The week prior I had to replace the entire carpet, try living in a place for 17 years & moving everything out , just to carpet & move everything back in. Over half the contents of the place never made it back in. I gave away to neighbors, threw things away & recycled anything that looked recyclable. If you want to cure a hoarder,, make him move everything out & put it back in.
At the Best Buy I decided to downsize the technology too,,, I got a Lenova Yoga laptop (only $60.00 more than the tower alone) & a plug in DVD player from LG.($39.00) My old printer was Wi-Fi capable & was put in a back room out of the way & prints fine. Everything fits on a small coffee table.
My main reason was to preserve my training videos, sport videos, children DVD's. I did not want to lose my training videos to Father Time & I did not want to purchase children videos for my grand kids in the future.
There are hundreds of DVD/videos for me to backup & I have been transferring them to Passports(portable hard drives). This has worked out well. Family photos & videos were transferred already, starting over 25 years ago.

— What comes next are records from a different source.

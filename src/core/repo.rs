//! Remote repository client contract.
//!
//! The engine only needs three calls. `commit_file_update` must be a
//! conditional write: it fails with `ParentMismatch` when the branch head is
//! no longer `expected_parent`, which closes the window between the guard
//! check and the commit.

/// Request to replace one file's content with a new commit on a branch
#[derive(Debug, Clone)]
pub struct FileUpdate<'a> {
    pub project: &'a str,
    pub branch: &'a str,
    pub path: &'a str,
    pub content: &'a str,
    pub expected_parent: &'a str,
    pub message: &'a str,
}

/// Repository client failures
#[derive(Debug, Clone, thiserror::Error)]
pub enum RepoError {
    /// Project, branch, ref or file does not exist
    #[error("not found: {0}")]
    NotFound(String),

    /// Conditional write lost the race
    #[error("branch {branch} is no longer at {expected}")]
    ParentMismatch { branch: String, expected: String },

    /// Any other remote failure, with a status when the remote gave one
    #[error("{message}")]
    Upstream { status: Option<u16>, message: String },
}

/// Minimal repository API used by the fix engine
pub trait RepositoryClient {
    /// Full text of `path` at `git_ref` (commit id or branch name)
    fn file_content(&self, project: &str, path: &str, git_ref: &str) -> Result<String, RepoError>;

    /// Current head commit id of `branch`
    fn branch_head(&self, project: &str, branch: &str) -> Result<String, RepoError>;

    /// Commit `content` to `path` on top of `expected_parent`; returns the new commit id
    fn commit_file_update(&self, update: &FileUpdate<'_>) -> Result<String, RepoError>;
}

Seeing how much money I had put into children videos in 18 years was a real eye opener. Being able to keep them for the next generation has been worth the cost of the Lenovo.
Thanks for reading.
-
05-17-2015, 02:57 AM #2
wow, longest I have been between upgrades is four years. Luckily transferring data will not give you a bad back. I have been terrible about backing up a lot of things or keeping up with the storage devices. I had all my college papers stored on one disk that got lost during a move. Every time I apply for a job that asks for a writing sample a feel an ache in the pit of my stomach. I should of had a back up of my back up. Luckily all photos that I really like are fine, but I do have a bunch that I need to store digitally.

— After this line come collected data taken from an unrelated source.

use std::path::{Path, PathBuf};
use std::time::Duration;

use anyhow::{Context, Result};
use serde::{Deserialize, Serialize};

use crate::cli::{AppContext, InitArgs};
use crate::core::engine::FixOptions;
use crate::core::git::GitOptions;

/// Config file names looked up in the working directory, first match wins
const CONFIG_FILES: [&str; 2] = ["reviewfix.toml", ".reviewfix.toml"];

/// Environment prefix; `REVIEWFIX__UNDO__TTL_SECS=60` sets `undo.ttl_secs`
const ENV_PREFIX: &str = "REVIEWFIX";

#[derive(Debug, Clone, Default, Serialize, Deserialize)]
#[serde(default)]
pub struct Config {
    /// Where project repositories live and who commits
    pub repository: RepositoryConfig,

    /// Snippet window around highlighted lines
    pub snippet: SnippetConfig,

    /// Unified diff rendering
    pub diff: DiffConfig,

    /// Undo record storage
    pub undo: UndoConfig,
}

#[derive(Debug, Clone, Serialize, Deserialize)]
#[serde(default)]
pub struct RepositoryConfig {
    pub root: PathBuf,
    pub git_executable: PathBuf,
    pub committer_name: String,
    pub committer_email: String,
}

#[derive(Debug, Clone, Serialize, Deserialize)]
#[serde(default)]
pub struct SnippetConfig {
    pub context_before: usize,
    pub context_after: usize,
}

#[derive(Debug, Clone, Serialize, Deserialize)]
#[serde(default)]
pub struct DiffConfig {
    pub context_lines: usize,
}

#[derive(Debug, Clone, Copy, PartialEq, Eq, Serialize, Deserialize)]
#[serde(rename_all = "lowercase")]
pub enum UndoBackend {
    /// JSON records under `store_dir`, survive restarts
    File,
    /// Process-local cache
    Memory,
}

#[derive(Debug, Clone, Serialize, Deserialize)]
#[serde(default)]
pub struct UndoConfig {
    pub backend: UndoBackend,
    pub store_dir: PathBuf,
    pub ttl_secs: u64,
    pub max_entries: u64, // memory backend only
}

impl Default for RepositoryConfig {
    fn default() -> Self {
        let git = GitOptions::default();
        Self {
            root: git.root,
            git_executable: git.git_executable,
            committer_name: git.committer_name,
            committer_email: git.committer_email,
        }
    }
}

impl Default for SnippetConfig {
    fn default() -> Self {
        let fix = FixOptions::default();
        Self {
            context_before: fix.context_before,
            context_after: fix.context_after,
        }
    }
}

impl Default for DiffConfig {
    fn default() -> Self {
        Self {
            context_lines: FixOptions::default().diff_context,
        }
    }
}

impl Default for UndoConfig {
    fn default() -> Self {
        Self {
            backend: UndoBackend::File,
            store_dir: PathBuf::from(".reviewfix/undo"),
            ttl_secs: FixOptions::default().undo_ttl.as_secs(),
            max_entries: 10_000,
        }
    }
}

impl Config {
    /// Engine tunables derived from this config
    pub fn fix_options(&self) -> FixOptions {
        FixOptions {
            context_before: self.snippet.context_before,
            context_after: self.snippet.context_after,
            diff_context: self.diff.context_lines,
            undo_ttl: Duration::from_secs(self.undo.ttl_secs),
        }
    }

    pub fn git_options(&self) -> GitOptions {
        GitOptions {
            root: self.repository.root.clone(),
            git_executable: self.repository.git_executable.clone(),
            committer_name: self.repository.committer_name.clone(),
            committer_email: self.repository.committer_email.clone(),
        }
    }
}

/// Load configuration: defaults, then a config file, then `REVIEWFIX__*` env vars.
///
/// An explicit path must exist; otherwise the well-known file names are
/// looked up in the current directory.
pub fn load_config(explicit: Option<&Path>) -> Result<Config> {
    let mut builder = config::Config::builder();

    match explicit {
        Some(path) => {
            if !path.exists() {
                anyhow::bail!("Config file {} does not exist", path.display());
            }
            builder = builder.add_source(config::File::from(path));
        }
        None => {
            if let Some(found) = CONFIG_FILES.iter().map(Path::new).find(|p| p.exists()) {
                builder = builder.add_source(config::File::from(found));
            }
        }
    }

    builder = builder.add_source(
        config::Environment::with_prefix(ENV_PREFIX)
            .prefix_separator("__")
            .separator("__")
            .try_parsing(true),
    );

    let cfg = builder.build().context("Failed to load configuration")?;
    let parsed: Config = cfg
        .try_deserialize()
        .context("Failed to parse configuration")?;

    Ok(parsed)
}

pub fn init(args: InitArgs, ctx: &AppContext) -> Result<()> {
    let config_path = args.path.join(CONFIG_FILES[0]);

    if config_path.exists() && !args.force {
        anyhow::bail!(
            "Config file already exists at {}. Use --force to overwrite.",
            config_path.display()
        );
    }

    let config = Config::default();
    let toml_string =
        toml::to_string_pretty(&config).context("Failed to serialize default config")?;

    if ctx.dry_run {
        print!("{toml_string}");
        return Ok(());
    }

    std::fs::write(&config_path, toml_string).context("Failed to write config file")?;

    if !ctx.quiet {
        println!("Created config file at {}", config_path.display());
    }
    Ok(())
}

From their stillness came their non-action...Doing-nothing was accompanied by the feeling of satisfaction, anxieties and troubles find no place
-
05-17-2015, 03:01 AM #3
When it comes to my photos & family documents, I go by the rule; 1 is none, 2 is one & 3 is a backup.
I stred with photos over 25 years ago,,, it got a lot easier when I discovered software on a Kodak printer that would recognize photos individually, laid out on a scanner.
-
The Following User Says Thank You to Hirlau For This Useful Post:
Geezer (05-17-2015)
-
05-18-2015, 11:18 PM #4
- Join Date
- Sep 2010
- Posts
- 2,169
Thanked: 220That's why I print everything into photos & put them in albums!
-
05-18-2015, 11:56 PM #5
,,,,,,,,,,,,,,,,,
-
05-19-2015, 12:11 AM #6
Good news John, treasures like that are always worth preserving.
-
The Following User Says Thank You to Phrank For This Useful Post:
Hirlau (05-19-2015)
-
05-19-2015, 08:07 AM #7
Backing up regularly is a must a something I do. The wife was slack doing this and when her phone stuffed up lost lots of photos of our sond first year's. It was a painful lesson but something she won't do again. We backup to the computer and 2 passport drives. Really must get a master massive drive as a secondary backup.